Entero-endocrine cells involved in the regulation of digestive function form a large and diverse cell population within the intestinal epithelium of all animals. Together with absorptive enterocytes and secretory gland cells, entero-endocrine cells are generated by the embryonic endoderm and, in the mature animal, from a pool of endoderm derived, self-renewing stem cells. Entero-endocrine cells share many structural/functional and developmental properties with sensory neurons, which hints at the possibility of an ancient evolutionary relationship between these two cell types. We will survey in this article recent findings that emphasize the similarities between entero-endocrine cells and sensory neurons in vertebrates and insects, for which a substantial volume of data pertaining to the entero-endocrine system has been compiled. We will then report new findings that shed light on the specification and morphogenesis of entero-endocrine cells in Drosophila.

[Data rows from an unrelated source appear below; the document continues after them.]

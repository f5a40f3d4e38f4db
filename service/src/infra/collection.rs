//! In-memory [`Collection`] of [`User`]s.

use std::convert::Infallible;

use common::{
    operations::{By, Select},
    pagination, Handler,
};

use crate::{
    domain::{user, User},
    read::user::{
        list::{Listing, Selector},
        summary::Counts,
    },
};

/// Resident collection of [`User`]s being queried in memory.
///
/// Every query is recomputed from the whole collection.
#[derive(Clone, Debug, Default, Eq, PartialEq)]
pub struct Collection(Vec<User>);

impl Collection {
    /// Creates a new [`Collection`] out of the provided [`User`]s.
    #[must_use]
    pub fn new(users: Vec<User>) -> Self {
        Self(users)
    }

    /// Returns all the [`User`]s of this [`Collection`].
    #[must_use]
    pub fn users(&self) -> &[User] {
        &self.0
    }

    /// Returns the number of [`User`]s in this [`Collection`].
    #[must_use]
    pub fn len(&self) -> usize {
        self.0.len()
    }

    /// Indicates whether this [`Collection`] contains no [`User`]s.
    #[must_use]
    pub fn is_empty(&self) -> bool {
        self.0.is_empty()
    }
}

impl From<Vec<User>> for Collection {
    fn from(users: Vec<User>) -> Self {
        Self::new(users)
    }
}

impl Handler<Select<By<Listing, Selector>>> for Collection {
    type Ok = Listing;
    type Err = Infallible;

    fn execute(
        &self,
        Select(by): Select<By<Listing, Selector>>,
    ) -> Result<Self::Ok, Self::Err> {
        let Selector {
            arguments,
            filter,
            status,
        } = by.into_inner();

        let matching = self
            .0
            .iter()
            .filter(|u| filter.matches(u) && status.matches(u.status))
            .cloned()
            .collect();

        Ok(Listing {
            page: pagination::Page::paginate(matching, arguments),
            counts: Counts::of(&self.0),
        })
    }
}

impl Handler<Select<By<Option<User>, user::Id>>> for Collection {
    type Ok = Option<User>;
    type Err = Infallible;

    fn execute(
        &self,
        Select(by): Select<By<Option<User>, user::Id>>,
    ) -> Result<Self::Ok, Self::Err> {
        let id = by.into_inner();
        Ok(self.0.iter().find(|u| u.id == id).cloned())
    }
}

impl Handler<Select<By<Counts, ()>>> for Collection {
    type Ok = Counts;
    type Err = Infallible;

    fn execute(
        &self,
        _: Select<By<Counts, ()>>,
    ) -> Result<Self::Ok, Self::Err> {
        Ok(Counts::of(&self.0))
    }
}
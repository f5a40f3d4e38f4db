//! [`Command`] for signing out.

use std::convert::Infallible;

use common::operations::Delete;
use tracing as log;

use crate::{
    domain::Session,
    infra::storage::{Key, KeyValue},
    Service,
};

use super::Command;

/// [`Command`] for signing out by removing the [`Session`] flag.
#[derive(Clone, Copy, Debug, Default)]
pub struct SignOut;

impl<St: KeyValue> Command<SignOut> for Service<St> {
    type Ok = Session;
    type Err = Infallible;

    fn execute(&self, _: SignOut) -> Result<Self::Ok, Self::Err> {
        if let Err(e) = self.storage().execute(Delete(Key::SESSION)) {
            log::warn!("Failed to remove `Session` flag: {e}");
        }
        Ok(Session::SignedOut)
    }
}
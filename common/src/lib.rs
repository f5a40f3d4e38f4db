//! Common definitions.
//!
//! List of available Cargo features:
#![doc = document_features::document_features!()]
#![deny(
    nonstandard_style,
    rust_2018_idioms,
    rustdoc::all,
    trivial_casts,
    trivial_numeric_casts,
    unsafe_code
)]
#![forbid(non_ascii_idents)]
#![warn(
    clippy::allow_attributes,
    clippy::allow_attributes_without_reason,
    clippy::pedantic,
    clippy::wildcard_enum_match_arm,
    deprecated_in_future,
    missing_copy_implementations,
    missing_debug_implementations,
    missing_docs,
    unreachable_pub,
    unused_crate_dependencies,
    unused_import_braces,
    unused_labels,
    unused_lifetimes,
    unused_qualifications,
    unused_results
)]

pub mod datetime;
pub mod handler;
mod kind;
pub mod operations;
pub mod pagination;
mod percent;
pub mod unit;

pub use self::{
    datetime::{Date, DateTime, DateTimeOf},
    handler::Handler,
    percent::Percent,
};

#[doc(hidden)]
pub mod private {
    //! Private definitions used by macros.

    #[cfg(feature = "serde")]
    pub use serde;
    pub use strum;
}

In this system, presumptive intestinal stem cells (pISCs), generated during early metamorphosis, undergo several rounds of mitosis that produce the endocrine cells and stem cells (ISCs) with which the fly is born. Clonal analysis demonstrated that individual pISCs can give rise to endocrine cells expressing different types of peptides. Immature endocrine cells start out as unpolarized cells located basally of the gut epithelium; they each extend an apical process into the epithelium which establishes a junctional complex and apical membrane specializations contacting the lumen of the gut. Finally, we show that the Drosophila homolog of ngn3, a bHLH gene that defines the entero-endocrine lineage in mammals, is expressed and required for the differentiation of this cell type in the fly gut.